Localizzazione e funzioni
i. Sottofamiglia D1
I recettori D1 sono stati localizzati nei vasi del letto cerebrale, coronarico, renale, mesenterico e nell’arteria splenica. L’attivazione provoca una vasodilatazione. Sono stati anche mostrati in vari siti del rene, tra cui il midollo interno ed esterno, i glomeruli e i tubuli convoluti prossimali, dove la loro attivazione aumenta l’escrezione di sodio e acqua. Recenti studi di clonazione hanno confermato che entrambi i sottotipi di recettori D1 e D2 espressi nel cervello sono espressi anche nel rene.
ii. Sottofamiglia D2
I recettori D2 sono stati trovati nel cuore, nell’arteria mesenterica, nel rene e nel midollo surrenale. I recettori D2 si trovano sui terminali dei nervi simpatici e causano la vasodilatazione inibendo il rilascio di noradrenalina. Sono state identificate due popolazioni di recettori D2, una delle quali si pensa sia la stessa del recettore D2 centrale. L’RNA messaggero per il recettore D3 è stato trovato nel rene, ma la conferma delle somiglianze tra le sottofamiglie D2 centrali e periferiche attende i risultati di ulteriori studi di clonazione.
Implicazioni terapeutiche
La dopamina ha ruoli importanti nella regolazione cardiovascolare attraverso i suoi effetti sui vasi sanguigni e le sue azioni renali, anche se il suo ruolo centrale nel controllo della pressione sanguigna rimane insoluto. L’evidenza che la dopamina agisce come un ormone natriuretico intrarenale e che la formazione di dopamina intrarenale è difettosa nell’ipertensione essenziale è di particolare interesse. Questo ha portato alla ricerca di farmaci che stimolino selettivamente i recettori D1 periferici per trattare l’ipertensione e l’insufficienza cardiaca congestizia. Anche se questo obiettivo non è ancora stato raggiunto, l’uso di agonisti D1 come il fenoldopam ha fornito ulteriori informazioni sul ruolo della dopamina in periferia e ha aperto la strada al futuro sviluppo di farmaci.
Conclusione
L’ultimo decennio ha portato una ricchezza di nuove informazioni sulle azioni della dopamina nel cervello e nella periferia, e ha stabilito il suo ruolo in patologie diverse come la schizofrenia, la malattia di Parkinson e l’ipertensione essenziale. Più recentemente, l’applicazione di tecniche di biologia molecolare ha rivelato l’esistenza di almeno 5 sottotipi di recettori della dopamina che facilitano la comprensione della diversità delle azioni della dopamina. Lo scenario è ora pronto per lo sviluppo di farmaci selettivi per particolari sottotipi recettoriali che possono essere utilizzati per chiarire la funzione dei sottotipi recettoriali e trattare i disturbi della funzione della dopamina.
ALtre letture
Andersen PH, Gingrich JA, Bates MD, Dearry A, Falardeau P, Senogles SE, et al.
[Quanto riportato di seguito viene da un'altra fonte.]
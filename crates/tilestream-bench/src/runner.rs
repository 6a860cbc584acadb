use std::io;
use std::sync::Arc;
use std::time::Instant;

use glam::IVec2;
use tilestream_core::{LoaderId, StreamingConfig, Tile, TileLayer, TileTable};
use tilestream_persist::{SaveLayout, WorldMode};
use tilestream_world::replication::Authority;
use tilestream_world::terrain::{TerrainGenerator, TerrainTiles};
use tilestream_world::{World, WorldParams};

use crate::scenes::{self, SceneConfig};

/// Simulated seconds per tick.
const TICK_DT: f64 = 1.0 / 60.0;

/// Tile ids edits cycle through.
const EDIT_TILES: [u32; 4] = [5, 6, 7, 8];

/// Timing data for a single soak run.
#[derive(Debug, Clone, serde::Serialize, serde::Deserialize)]
pub struct TimingSeries {
    pub mean_ms: f64,
    pub median_ms: f64,
    pub p95_ms: f64,
    pub p99_ms: f64,
    pub min_ms: f64,
    pub max_ms: f64,
}

/// Result of a single scene.
#[derive(Debug, Clone, serde::Serialize, serde::Deserialize)]
pub struct BenchmarkResult {
    pub scene_name: String,
    pub loaders: u32,
    pub tick_count: u32,
    pub peak_loaded_chunks: usize,
    pub final_loaded_chunks: usize,
    pub jobs_completed: u64,
    pub chunks_written: u64,
    pub messages_sent: u64,
    pub shutdown_ms: f64,
    pub timings: TimingSeries,
}

/// Drives a fresh `World` per scene in a throwaway save directory.
pub struct SoakRunner {
    tick_count: u32,
    loaders: u32,
    config: StreamingConfig,
    tiles: Arc<TileTable>,
}

impl SoakRunner {
    pub fn new(
        tick_count: u32,
        loaders: u32,
        config: StreamingConfig,
        tiles: Arc<TileTable>,
    ) -> Self {
        Self {
            tick_count,
            loaders: loaders.max(1),
            config,
            tiles,
        }
    }

    fn terrain_tiles(&self) -> TerrainTiles {
        let id = |name: &str| self.tiles.id_of(name).unwrap_or(0);
        TerrainTiles {
            stone: id("core:stone"),
            dirt: id("core:dirt"),
            water: id("core:water"),
            wall: id("core:stone_wall"),
        }
    }

    fn loader_id(&self, scene: &SceneConfig, index: u32) -> LoaderId {
        if scene.remote_loaders && index % 2 == 1 {
            LoaderId::Remote(index)
        } else {
            LoaderId::Local(index)
        }
    }

    /// Run a single scene and return timing results.
    pub fn run_scene(&self, scene: &SceneConfig) -> io::Result<BenchmarkResult> {
        log::info!("Running scene '{}' with {} loaders...", scene.name, self.loaders);

        let save_dir = tempfile::tempdir()?;
        let mut world = World::new(WorldParams {
            config: self.config.clone(),
            tiles: self.tiles.clone(),
            layout: Some(SaveLayout::new(save_dir.path(), "soak", WorldMode::Play, scene.name)),
            generator: Arc::new(TerrainGenerator::new(0x5eed, self.terrain_tiles())),
            authority: Authority::Authority,
        });

        let mut tick_times = Vec::with_capacity(self.tick_count as usize);
        let mut peak_loaded = 0;
        let mut messages_sent = 0u64;

        for tick in 0..self.tick_count {
            let tick_start = Instant::now();

            for index in 0..self.loaders {
                let loader = self.loader_id(scene, index);
                let pos = scenes::loader_position(scene, index, self.loaders, tick);
                world.update_loader(loader, pos);

                for edit in 0..scene.edits_per_tick {
                    let (dx, dy) = scenes::edit_offset(index, tick, edit);
                    let tile_pos = IVec2::new(pos.x.floor() as i32 + dx, pos.y.floor() as i32 + dy);
                    let id = EDIT_TILES[((tick + edit) as usize) % EDIT_TILES.len()];
                    // Rejected edits are logged by the world.
                    let _ = world.set_tile(tile_pos, TileLayer::Foreground, Tile::new(id, 0));
                }
            }

            if scene.autosave_every > 0 && tick > 0 && tick % scene.autosave_every == 0 {
                world.save_all();
            }

            world.tick(TICK_DT);
            messages_sent += world.drain_outbound().len() as u64;
            world.drain_visual_updates();
            world.drain_job_events();

            tick_times.push(tick_start.elapsed().as_secs_f64() * 1000.0);
            peak_loaded = peak_loaded.max(world.loaded_count());
        }

        let final_loaded = world.loaded_count();
        let shutdown_start = Instant::now();
        world.shutdown();
        let shutdown_ms = shutdown_start.elapsed().as_secs_f64() * 1000.0;
        let stats = world.stats();

        let timings = compute_timings(&tick_times);
        log::info!(
            "  Done: mean={:.3}ms, p95={:.3}ms, peak chunks={}, shutdown={:.1}ms",
            timings.mean_ms,
            timings.p95_ms,
            peak_loaded,
            shutdown_ms
        );

        Ok(BenchmarkResult {
            scene_name: scene.name.to_string(),
            loaders: self.loaders,
            tick_count: self.tick_count,
            peak_loaded_chunks: peak_loaded,
            final_loaded_chunks: final_loaded,
            jobs_completed: stats.jobs_completed,
            chunks_written: stats.chunks_written,
            messages_sent,
            shutdown_ms,
            timings,
        })
    }
}

/// Compute timing statistics from a list of tick times in milliseconds.
pub fn compute_timings(times: &[f64]) -> TimingSeries {
    if times.is_empty() {
        return TimingSeries {
            mean_ms: 0.0,
            median_ms: 0.0,
            p95_ms: 0.0,
            p99_ms: 0.0,
            min_ms: 0.0,
            max_ms: 0.0,
        };
    }

    let mut sorted = times.to_vec();
    sorted.sort_by(|a, b| a.partial_cmp(b).unwrap_or(std::cmp::Ordering::Equal));

    let n = sorted.len();
    let mean = sorted.iter().sum::<f64>() / n as f64;
    let median = if n % 2 == 0 {
        (sorted[n / 2 - 1] + sorted[n / 2]) / 2.0
    } else {
        sorted[n / 2]
    };
    let p95_idx = ((n as f64) * 0.95).ceil() as usize;
    let p99_idx = ((n as f64) * 0.99).ceil() as usize;

    TimingSeries {
        mean_ms: mean,
        median_ms: median,
        p95_ms: sorted[p95_idx.min(n - 1)],
        p99_ms: sorted[p99_idx.min(n - 1)],
        min_ms: sorted[0],
        max_ms: sorted[n - 1],
    }
}
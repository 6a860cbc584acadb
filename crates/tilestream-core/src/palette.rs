use std::collections::HashMap;

use thiserror::Error;

use crate::constants::{EMPTY_TILE_ID, MAX_PALETTE_ENTRIES};

#[derive(Debug, Clone, Copy, PartialEq, Eq, Error)]
pub enum PaletteError {
    #[error("palette full ({MAX_PALETTE_ENTRIES} entries), cannot add tile {0}")]
    Full(u32),

    #[error("the empty tile is implicit and never enters the palette")]
    EmptyTile,
}

/// Per-chunk lookup table from a small index to a global tile ID.
///
/// Entries keep insertion order (the order they are persisted in) and
/// are unique. Capacity is fixed at [`MAX_PALETTE_ENTRIES`] so every
/// index fits a byte after the `+1` shift used on disk.
#[derive(Debug, Clone, Default, PartialEq, Eq)]
pub struct Palette {
    entries: Vec<u32>,
    index: HashMap<u32, u8>,
}

impl Palette {
    pub fn new() -> Self {
        Self::default()
    }

    /// Index of `global_id`, inserting it if absent.
    pub fn insert(&mut self, global_id: u32) -> Result<u8, PaletteError> {
        if global_id == EMPTY_TILE_ID {
            return Err(PaletteError::EmptyTile);
        }
        if let Some(&idx) = self.index.get(&global_id) {
            return Ok(idx);
        }
        if self.entries.len() >= MAX_PALETTE_ENTRIES {
            return Err(PaletteError::Full(global_id));
        }
        let idx = self.entries.len() as u8;
        self.entries.push(global_id);
        self.index.insert(global_id, idx);
        Ok(idx)
    }

    pub fn index_of(&self, global_id: u32) -> Option<u8> {
        self.index.get(&global_id).copied()
    }

    pub fn contains(&self, global_id: u32) -> bool {
        self.index.contains_key(&global_id)
    }

    pub fn get(&self, idx: u8) -> Option<u32> {
        self.entries.get(idx as usize).copied()
    }

    pub fn entries(&self) -> &[u32] {
        &self.entries
    }

    pub fn len(&self) -> usize {
        self.entries.len()
    }

    pub fn is_empty(&self) -> bool {
        self.entries.is_empty()
    }

    pub fn is_full(&self) -> bool {
        self.entries.len() >= MAX_PALETTE_ENTRIES
    }

    pub fn clear(&mut self) {
        self.entries.clear();
        self.index.clear();
    }

    /// Keep only the entries `keep` accepts, preserving their order.
    /// Indices of the survivors shift down. Returns how many were removed.
    pub fn retain(&mut self, mut keep: impl FnMut(u32) -> bool) -> usize {
        let before = self.entries.len();
        self.entries.retain(|&id| keep(id));
        self.index = self
            .entries
            .iter()
            .enumerate()
            .map(|(idx, &id)| (id, idx as u8))
            .collect();
        before - self.entries.len()
    }
}
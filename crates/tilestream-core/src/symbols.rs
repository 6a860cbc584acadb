//! Fixed 64-symbol alphabet used for names in persisted records.
//!
//! Each character is stored as a single byte holding its index in
//! [`ALPHABET`], which keeps palette names compact and makes any byte
//! >= 64 detectably corrupt.

/// The symbol table. Index = encoded byte value.
pub const ALPHABET: &[u8; 64] = b"abcdefghijklmnopqrstuvwxyz0123456789ABCDEFGHIJKLMNOPQRSTUVWXYZ_.";

/// Encoded byte for one character, or None if the character is not in the alphabet.
pub fn encode_symbol(c: char) -> Option<u8> {
    if !c.is_ascii() {
        return None;
    }
    let b = c as u8;
    let idx = match b {
        b'a'..=b'z' => b - b'a',
        b'0'..=b'9' => 26 + (b - b'0'),
        b'A'..=b'Z' => 36 + (b - b'A'),
        b'_' => 62,
        b'.' => 63,
        _ => return None,
    };
    Some(idx)
}

/// Character for an encoded byte, or None if the byte is outside the alphabet.
pub fn decode_symbol(b: u8) -> Option<char> {
    ALPHABET.get(b as usize).map(|&c| c as char)
}

/// Whether every character of `s` can be encoded.
pub fn is_encodable(s: &str) -> bool {
    s.chars().all(|c| encode_symbol(c).is_some())
}

/// Split a `namespace:id` name into its two halves.
/// Both halves must be non-empty and encodable.
pub fn split_name(name: &str) -> Option<(&str, &str)> {
    let (namespace, id) = name.split_once(':')?;
    if namespace.is_empty() || id.is_empty() {
        return None;
    }
    if !is_encodable(namespace) || !is_encodable(id) {
        return None;
    }
    Some((namespace, id))
}
use std::collections::HashMap;

use serde::{Deserialize, Serialize};

use crate::error::CoreError;
use crate::symbols;

/// A single tile type definition loaded from RON data.
#[derive(Debug, Clone, Serialize, Deserialize)]
pub struct TileDef {
    /// Stable global tile ID. 0 = empty and may not be registered.
    pub id: u32,
    /// `namespace:id` name. Persisted chunks reference tiles by this name,
    /// so IDs may be renumbered between sessions without breaking saves.
    pub name: String,
}

/// Registry of tile types, indexed both ways.
#[derive(Debug, Clone, Default)]
pub struct TileTable {
    tiles: Vec<TileDef>,
    by_id: HashMap<u32, usize>,
    by_name: HashMap<String, usize>,
}

impl TileTable {
    pub fn new() -> Self {
        Self::default()
    }

    /// Build a table from definitions, validating every entry.
    pub fn from_defs(defs: Vec<TileDef>) -> Result<Self, CoreError> {
        let mut table = Self::new();
        for def in defs {
            table.register(def)?;
        }
        Ok(table)
    }

    /// Parse a RON list of `TileDef` into a table.
    pub fn from_ron_str(ron_str: &str) -> Result<Self, CoreError> {
        let options = ron::Options::default();
        let defs: Vec<TileDef> = options
            .from_str(ron_str)
            .map_err(|e| CoreError::TileTableParse(e.to_string()))?;
        Self::from_defs(defs)
    }

    /// Add one tile type.
    pub fn register(&mut self, def: TileDef) -> Result<(), CoreError> {
        if def.id == 0 {
            return Err(CoreError::ReservedTileId);
        }
        if symbols::split_name(&def.name).is_none() {
            return Err(CoreError::InvalidTileName(def.name));
        }
        if self.by_id.contains_key(&def.id) {
            return Err(CoreError::DuplicateTileId(def.id));
        }
        if self.by_name.contains_key(&def.name) {
            return Err(CoreError::DuplicateTileName(def.name));
        }
        let idx = self.tiles.len();
        self.by_id.insert(def.id, idx);
        self.by_name.insert(def.name.clone(), idx);
        self.tiles.push(def);
        Ok(())
    }

    /// Look up a tile by global ID.
    pub fn get(&self, id: u32) -> Option<&TileDef> {
        self.by_id.get(&id).map(|&i| &self.tiles[i])
    }

    /// Name for a global ID.
    pub fn name_of(&self, id: u32) -> Option<&str> {
        self.get(id).map(|t| t.name.as_str())
    }

    /// Global ID for a `namespace:id` name.
    pub fn id_of(&self, name: &str) -> Option<u32> {
        self.by_name.get(name).map(|&i| self.tiles[i].id)
    }

    pub fn len(&self) -> usize {
        self.tiles.len()
    }

    pub fn is_empty(&self) -> bool {
        self.tiles.is_empty()
    }

    pub fn iter(&self) -> impl Iterator<Item = &TileDef> {
        self.tiles.iter()
    }
}
use glam::IVec2;

use crate::constants::{CHUNK_SIZE, EMPTY_TILE_ID};

/// Chunk coordinate in chunk-space (each unit = CHUNK_SIZE tiles).
pub type ChunkCoord = IVec2;

/// World coordinate in tile-space.
pub type TileCoord = IVec2;

/// Region coordinate in region-space (each unit = chunks_per_region_side chunks).
pub type RegionCoord = IVec2;

/// A chunk coordinate packed into a single 64-bit map key.
///
/// x occupies the high 32 bits and y the low 32 bits, both as raw
/// two's-complement, so the mapping is a bijection over all i32 pairs.
#[derive(Debug, Clone, Copy, PartialEq, Eq, Hash, PartialOrd, Ord)]
pub struct ChunkKey(pub u64);

impl ChunkKey {
    pub fn from_coord(coord: ChunkCoord) -> Self {
        Self(((coord.x as u32 as u64) << 32) | (coord.y as u32 as u64))
    }

    pub fn coord(self) -> ChunkCoord {
        IVec2::new((self.0 >> 32) as u32 as i32, self.0 as u32 as i32)
    }
}

impl From<ChunkCoord> for ChunkKey {
    fn from(coord: ChunkCoord) -> Self {
        Self::from_coord(coord)
    }
}

/// One tile cell. `global_id == 0` means empty.
#[derive(Debug, Clone, Copy, PartialEq, Eq, Hash, Default)]
pub struct Tile {
    pub global_id: u32,
    pub bitmask: u16,
}

impl Tile {
    pub const EMPTY: Tile = Tile {
        global_id: EMPTY_TILE_ID,
        bitmask: 0,
    };

    pub fn new(global_id: u32, bitmask: u16) -> Self {
        Self { global_id, bitmask }
    }

    pub fn is_empty(&self) -> bool {
        self.global_id == EMPTY_TILE_ID
    }
}

/// Tile layers stored per chunk, in storage order.
#[derive(Debug, Clone, Copy, PartialEq, Eq, Hash)]
#[repr(u8)]
pub enum TileLayer {
    Background = 0,
    Main = 1,
    Foreground = 2,
}

impl TileLayer {
    pub const ALL: [TileLayer; 3] = [TileLayer::Background, TileLayer::Main, TileLayer::Foreground];

    pub fn index(self) -> usize {
        self as usize
    }

    /// Symbolic name written into chunk records.
    pub fn name(self) -> &'static str {
        match self {
            TileLayer::Background => "background",
            TileLayer::Main => "main",
            TileLayer::Foreground => "foreground",
        }
    }

    pub fn from_name(name: &str) -> Option<Self> {
        Self::ALL.into_iter().find(|l| l.name() == name)
    }
}

/// Identity of a consumer that can require a chunk to be resident.
#[derive(Debug, Clone, Copy, PartialEq, Eq, Hash, PartialOrd, Ord)]
pub enum LoaderId {
    /// A loader on this machine (local player, autosave pin, tooling).
    Local(u32),
    /// A networked peer; resident chunks are replicated to it.
    Remote(u32),
}

impl LoaderId {
    pub fn is_remote(&self) -> bool {
        matches!(self, LoaderId::Remote(_))
    }
}

/// Identity of a dynamic object tracked by the region index.
#[derive(Debug, Clone, Copy, PartialEq, Eq, Hash, PartialOrd, Ord)]
pub enum ObjectId {
    /// A movable chunk (`mobile_chunk_data/{uid}.mdat`).
    Mobile(u32),
    /// An entity (`entity_data/{uid}.edat`).
    Entity(u32),
}

impl ObjectId {
    pub fn uid(&self) -> u32 {
        match *self {
            ObjectId::Mobile(uid) | ObjectId::Entity(uid) => uid,
        }
    }
}

/// Chunk containing a tile coordinate (floor division, so negatives round down).
pub fn chunk_of_tile(tile: TileCoord) -> ChunkCoord {
    let cs = CHUNK_SIZE as i32;
    IVec2::new(tile.x.div_euclid(cs), tile.y.div_euclid(cs))
}

/// Local offset of a tile coordinate inside its chunk, in 0..CHUNK_SIZE.
pub fn local_of_tile(tile: TileCoord) -> (usize, usize) {
    let cs = CHUNK_SIZE as i32;
    (tile.x.rem_euclid(cs) as usize, tile.y.rem_euclid(cs) as usize)
}

/// Chunk containing a continuous world position measured in tiles.
pub fn chunk_of_position(x: f32, y: f32) -> ChunkCoord {
    chunk_of_tile(IVec2::new(x.floor() as i32, y.floor() as i32))
}

/// Region containing a chunk coordinate.
pub fn region_of_chunk(chunk: ChunkCoord, chunks_per_side: u32) -> RegionCoord {
    let side = chunks_per_side.max(1) as i32;
    IVec2::new(chunk.x.div_euclid(side), chunk.y.div_euclid(side))
}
Dopamine receptor subtypes: beyond the D1/D2 classification . Trends Pharmacol Sci 1990; 11:231-6. Commento in: Trends Pharmacol Sci 1990; 11:357.
Kuhar MJ, Ritz MC, Boja JW. L’ipotesi della dopamina delle proprietà di rinforzo della cocaina. Trends Neurosci 1991; 14:299-302.
Lee MR. Dopamine and the kidney: ten years on . Clin Sci 1993;84:357-75.
Sibley DR, Monsma FJ Jr. Molecular biology of dopamine receptors. Trends Pharmacol Sci 1992;13:61-9.